I always feel uncomfortable when parents ask their children to smile, sing or dance for me. The child RARELY complies and quickly retreats. If I see that they are uncomfortable and the pressure doesn't stop, I say, "You don't have to sing that song, I don't mind."
Pressuring or requesting children to perform for the approval of others is one way that babies and young children are objectified.
When my daughter, El, was only three-months-old, we went to visit a friend. Before I knew what was happening I said, "Can you smile for Julie?" I needed her to witness how incredible my smiling baby was! When El did not smile, she replied, "It's okay, I saw her smile already."
Guilty as charged.
When she began doing this adorable head-swaying-dancey-bob- thing, I found myself singing crazily, trying to get her to dance for our guests and family. I commanded her to shake shake shake and clap clap clap to encourage her to show-off all the fun things she does in the comfort of her own home. It was as if I was trying to sell her.
The desire for other people to see my daughter as likable and charming is stronger than I could ever imagine.

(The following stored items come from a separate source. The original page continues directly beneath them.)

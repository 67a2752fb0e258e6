pub mod editor;
pub mod grid;
pub mod validation;
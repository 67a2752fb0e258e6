use serde::{Deserialize, Serialize};

use restock_core::columns::{COLUMN_COUNT, MIN_COL};
use restock_core::selection::RowSelection;

use crate::validation;

/// One reorder record: a fixed run of raw text cells.
///
/// Cells hold whatever the user typed; nothing is coerced to a numeric
/// type. Serializes as a plain array of strings.
#[derive(Debug, Clone, Default, PartialEq, Eq, Serialize, Deserialize)]
#[serde(transparent)]
pub struct Row {
    cells: [String; COLUMN_COUNT],
}

impl Row {
    /// A row with every cell empty.
    pub fn blank() -> Self {
        Self::default()
    }

    /// Build a row from stored cells, normalizing to the schema width:
    /// missing cells become empty text, extras are dropped.
    pub fn from_cells(cells: Vec<String>) -> Self {
        let mut row = Self::blank();
        for (slot, cell) in row.cells.iter_mut().zip(cells) {
            *slot = cell;
        }
        row
    }

    /// The cell text at `col`. Panics if `col >= COLUMN_COUNT`.
    pub fn cell(&self, col: usize) -> &str {
        &self.cells[col]
    }

    /// All cells in column order.
    pub fn cells(&self) -> &[String] {
        &self.cells
    }

    pub fn is_blank(&self) -> bool {
        self.cells.iter().all(|c| c.is_empty())
    }

    fn set(&mut self, col: usize, value: &str) {
        self.cells[col] = value.to_string();
    }
}

/// Result of an attempted cell edit.
#[derive(Debug, Clone, Copy, PartialEq, Eq)]
pub enum EditOutcome {
    /// The value was written into the grid.
    Committed,
    /// The value failed the min-column check; the grid is unchanged and
    /// the row is flagged.
    Rejected,
    /// The target cell does not exist.
    OutOfBounds,
}

/// The reorder table: ordered rows plus a parallel per-row error flag.
///
/// `rows` and `row_errors` always have the same length; every operation
/// that adds or removes rows maintains both sides.
#[derive(Debug, Clone, Default, PartialEq, Eq)]
pub struct Grid {
    rows: Vec<Row>,
    row_errors: Vec<bool>,
}

impl Grid {
    /// A fresh grid starts with a single blank record.
    pub fn new() -> Self {
        Self {
            rows: vec![Row::blank()],
            row_errors: vec![false],
        }
    }

    /// Rebuild a grid from stored rows, recomputing each error flag from
    /// the min column's current contents. Loaded data may legitimately be
    /// empty (the user deleted every row before saving).
    pub fn from_rows(rows: Vec<Row>) -> Self {
        let row_errors = rows
            .iter()
            .map(|r| validation::check_min_input(r.cell(MIN_COL)).is_err())
            .collect();
        Self { rows, row_errors }
    }

    pub fn rows(&self) -> &[Row] {
        &self.rows
    }

    pub fn row_count(&self) -> usize {
        self.rows.len()
    }

    pub fn is_empty(&self) -> bool {
        self.rows.is_empty()
    }

    /// Error flags, index-aligned with `rows()`.
    pub fn row_errors(&self) -> &[bool] {
        &self.row_errors
    }

    /// Whether `row` currently holds a rejected min entry. Out-of-range
    /// rows report no error.
    pub fn row_error(&self, row: usize) -> bool {
        self.row_errors.get(row).copied().unwrap_or(false)
    }

    /// Append one blank record.
    pub fn add_row(&mut self) {
        self.rows.push(Row::blank());
        self.row_errors.push(false);
    }

    /// Apply an edit to a single cell.
    ///
    /// The error flag for `row` is refreshed on every edit: it is set when
    /// a min entry fails the check and cleared otherwise, so editing any
    /// other cell of a flagged row clears the stale flag. A failing value
    /// is never written; the previous cell text stays in place.
    pub fn edit_cell(&mut self, row: usize, col: usize, value: &str) -> EditOutcome {
        if row >= self.rows.len() || col >= COLUMN_COUNT {
            return EditOutcome::OutOfBounds;
        }

        let invalid = validation::edit_is_invalid(col, value);
        self.row_errors[row] = invalid;

        if invalid {
            return EditOutcome::Rejected;
        }

        self.rows[row].set(col, value);
        EditOutcome::Committed
    }

    /// Remove every row whose index is selected, keeping the error flags
    /// aligned. Indices not present in the grid are ignored.
    pub fn delete_rows(&mut self, selected: &RowSelection) {
        let mut index = 0;
        self.rows.retain(|_| {
            let keep = !selected.contains(index);
            index += 1;
            keep
        });

        let mut index = 0;
        self.row_errors.retain(|_| {
            let keep = !selected.contains(index);
            index += 1;
            keep
        });
    }
}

When El encounters casual acquaintances or new people, her instinct isn't to smile and engage, but to stare with a neutral expression or even sport a frown for extended periods of time.
She contemplates and assesses the situation through intense observation. She hardly moves. If she anticipates that her personal space is about to be invaded, she spontaneously breaks down in tears. Her first impression won't win any adoring fans.
However, by releasing the pressure to seek approval and please an audience, the risk of future anxieties, personal insecurities and feelings of inadequacy may be lessened.
Through continual reflection, I am working on letting go of the expectations I put on my daughter during social encounters. Her suspicious, observant tendencies are a part of her, and worth getting to know, just as much as her smiley, playful side.
Instead of pressuring, prompting and acting like a nut to get her to perform, I now strive to support authentic and responsive interactions with family, friends and acquaintances, so that El is empowered to open-up on her own terms and choose who she invites into her world.